-------- Extracted records

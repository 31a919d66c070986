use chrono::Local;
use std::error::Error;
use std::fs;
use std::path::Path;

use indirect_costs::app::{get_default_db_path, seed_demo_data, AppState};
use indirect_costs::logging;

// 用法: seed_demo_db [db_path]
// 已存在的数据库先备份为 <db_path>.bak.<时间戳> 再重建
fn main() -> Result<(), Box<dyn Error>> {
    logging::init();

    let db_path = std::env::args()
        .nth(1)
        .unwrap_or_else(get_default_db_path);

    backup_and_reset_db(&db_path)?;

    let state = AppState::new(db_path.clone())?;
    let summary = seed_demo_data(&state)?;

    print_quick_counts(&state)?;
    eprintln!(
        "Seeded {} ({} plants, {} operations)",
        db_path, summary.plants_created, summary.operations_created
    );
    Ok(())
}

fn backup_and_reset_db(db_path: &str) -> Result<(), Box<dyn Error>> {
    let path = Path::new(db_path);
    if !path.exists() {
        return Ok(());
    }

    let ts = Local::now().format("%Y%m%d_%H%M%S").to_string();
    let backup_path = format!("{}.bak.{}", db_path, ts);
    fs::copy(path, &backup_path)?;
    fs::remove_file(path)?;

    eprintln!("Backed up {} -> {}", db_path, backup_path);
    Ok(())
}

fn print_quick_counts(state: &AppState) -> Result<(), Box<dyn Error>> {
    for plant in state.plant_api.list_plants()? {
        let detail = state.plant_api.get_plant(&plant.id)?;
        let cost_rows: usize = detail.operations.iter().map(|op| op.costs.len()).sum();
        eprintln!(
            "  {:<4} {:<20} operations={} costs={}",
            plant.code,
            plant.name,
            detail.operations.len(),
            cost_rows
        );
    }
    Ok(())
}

----------------

- [Task requirements]
Copy the records above exactly, from the first line through the line containing "for plant in", and include nothing else.

- [Result below]
repository 31a919d66c070986
use chrono::Local;
use std::error::Error;
use std::fs;
use std::path::Path;

use indirect_costs::app::{get_default_db_path, seed_demo_data, AppState};
use indirect_costs::logging;

// 用法: seed_demo_db [db_path]
// 已存在的数据库先备份为 <db_path>.bak.<时间戳> 再重建
fn main() -> Result<(), Box<dyn Error>> {
    logging::init();

    let db_path = std::env::args()
        .nth(1)
        .unwrap_or_else(get_default_db_path);

    backup_and_reset_db(&db_path)?;

    let state = AppState::new(db_path.clone())?;
    let summary = seed_demo_data(&state)?;

    print_quick_counts(&state)?;
    eprintln!(
        "Seeded {} ({} plants, {} operations)",
        db_path, summary.plants_created, summary.operations_created
    );
    Ok(())
}

fn backup_and_reset_db(db_path: &str) -> Result<(), Box<dyn Error>> {
    let path = Path::new(db_path);
    if !path.exists() {
        return Ok(());
    }

    let ts = Local::now().format("%Y%m%d_%H%M%S").to_string();
    let backup_path = format!("{}.bak.{}", db_path, ts);
    fs::copy(path, &backup_path)?;
    fs::remove_file(path)?;

    eprintln!("Backed up {} -> {}", db_path, backup_path);
    Ok(())
}

fn print_quick_counts(state: &AppState) -> Result<(), Box<dyn Error>> {
    for plant in state.plant_api.list_plants()? {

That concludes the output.